Riassumendo: dalla opera di diffusione della cultura degli anni ‘70-‘80-’90 attuata e raggiunta attraverso il lavoro qualitativamente alto di fotografi professionisti, SEAT si riduce a fare da collettore di immagini amatoriali a costo zero di cui in ogni caso si assicura un utilizzo pressoché illimitato attraverso un contratto generosissimo nei propri confronti.

 

Se almeno questo avesse portato dei benefici economici all’azienda, non dico che potemmo giustificarne l’operato, ma almeno potremmo capire la logica di massimizzazione del profitto ad ogni costo che l'ha guidata. Ma ci capita di leggere, proprio in queste settimane una serie di articoli che titolano: “Seat Pagine Gialle peggio della Grecia.
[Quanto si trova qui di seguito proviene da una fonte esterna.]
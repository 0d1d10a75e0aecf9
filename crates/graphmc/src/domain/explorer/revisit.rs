//! Revisit records and the maximality condition for backward revisits
//!
//! When a new write `w` could be read by an older read `r`, the revisited
//! graph keeps everything added up to `r` plus the porf-prefix of `w`; the
//! rest is deleted. To explore each graph once, the revisit happens only if
//! `r` and every deleted event were added *maximally*: a read took the
//! coherence-latest write it could see, a write went to the end of
//! coherence. Any other revisit reproduces a graph reachable elsewhere.

use crate::domain::event::{EventId, EventLabel, Stamp};
use crate::domain::graph::{Event, ExecutionGraph, VectorClock, WriteRef};

/// A choice left to explore
#[derive(Debug, Clone, Copy, PartialEq, Eq)]
pub enum Revisit {
    /// `read` takes another source
    ReadsFrom {
        /// Read to redirect
        read: EventId,
        /// Its next source
        source: WriteRef,
    },
    /// `write` takes another coherence position
    Coherence {
        /// Write to move
        write: EventId,
        /// Its next coherence predecessor
        after: WriteRef,
    },
    /// `write` is read by the earlier `read`
    Backward {
        /// Earlier read
        read: EventId,
        /// Later write it will read
        write: EventId,
    },
}

/// Which events survive a backward revisit of `read` by a write
#[derive(Debug, Clone)]
pub struct RevisitView {
    read_stamp: Stamp,
    prefix: VectorClock,
}

impl RevisitView {
    /// View for `read` revisited by the write whose porf-prefix is `prefix`
    pub fn new(graph: &ExecutionGraph, read: EventId, prefix: VectorClock) -> Self {
        Self { read_stamp: graph.event(read).stamp, prefix }
    }

    /// Whether the write's porf-prefix contains `id`
    pub fn in_prefix(&self, id: EventId) -> bool {
        self.prefix.contains(id)
    }

    fn kept_id(&self, graph: &ExecutionGraph, id: EventId) -> bool {
        self.in_prefix(id) || graph.get(id).map_or(false, |e| e.stamp <= self.read_stamp)
    }

    /// Whether `e` is in the restricted graph. Threads spawned by a kept
    /// creation keep their start.
    pub fn keeps(&self, graph: &ExecutionGraph, e: &Event) -> bool {
        if self.kept_id(graph, e.id) {
            return true;
        }
        match e.label {
            EventLabel::ThreadStart { parent: Some(parent) } => self.kept_id(graph, parent),
            _ => false,
        }
    }
}

/// Whether `write` may revisit `read`
pub fn is_maximal(graph: &ExecutionGraph, view: &RevisitView, read: EventId, write: EventId) -> bool {
    std::iter::once(graph.event(read))
        .chain(graph.events().filter(|e| !view.keeps(graph, e)))
        .all(|e| added_maximally(graph, view, e, write))
}

fn added_maximally(graph: &ExecutionGraph, view: &RevisitView, e: &Event, write: EventId) -> bool {
    let Some(loc) = graph.access_location(e) else {
        return true;
    };
    // Events visible when `e` was added, as far as the revisited graph goes
    let visible = |id: EventId| {
        id != write
            && id != e.id
            && (view.in_prefix(id) || graph.get(id).map_or(false, |x| x.stamp <= e.stamp))
    };
    let order = graph.coherence(loc.addr);
    let later_visible = |from: WriteRef| {
        let pos = graph.co_position(from, loc.addr).unwrap_or(0);
        order.iter().skip(pos).any(|w| visible(*w))
    };

    if graph.is_read(e) {
        let Some(source) = e.rf else {
            return true;
        };
        if matches!(source, WriteRef::Event(w) if !visible(w)) || later_visible(source) {
            return false;
        }
    }
    if graph.is_write(e) && graph.is_placed(e.id) && later_visible(WriteRef::Event(e.id)) {
        return false;
    }
    true
}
Rating tagliati a livello di tripla C da Moody's e S&P

 

Nell’articolo del 22 maggio scorso del principale quotidiano economico italiano, il Sole 24 ore, si dice anche che: “Praticamente quasi l'intero debito va a scadere nei prossimi tre anni. E come fa una società che capitalizza solo 150 milioni, produce 500 milioni di margini industriali e ha un patrimonio netto ridottosi a un miliardo e 357 milioni a ripagare tutti quei quattrini? I normali flussi di cassa non basteranno mai, come ben sanno sia il vertice della società che le agenzie di rating. Che non a caso hanno rating spazzatura da tempo sia sui bond da 750 milioni che sul bond da 1,3 miliardi.”

 

Può una società così permettersi una qualsiasi politica culturale? Con ogni evidenza, no. Eppure, nelle sue iniziative di “responsabilità sociale” e di “diffusione della cultura“ riesce ancora a coinvolgere il Ministero per i Beni e le Attività Culturali, il Ministero della Gioventù, il Ministero del Turismo. Che storia triste.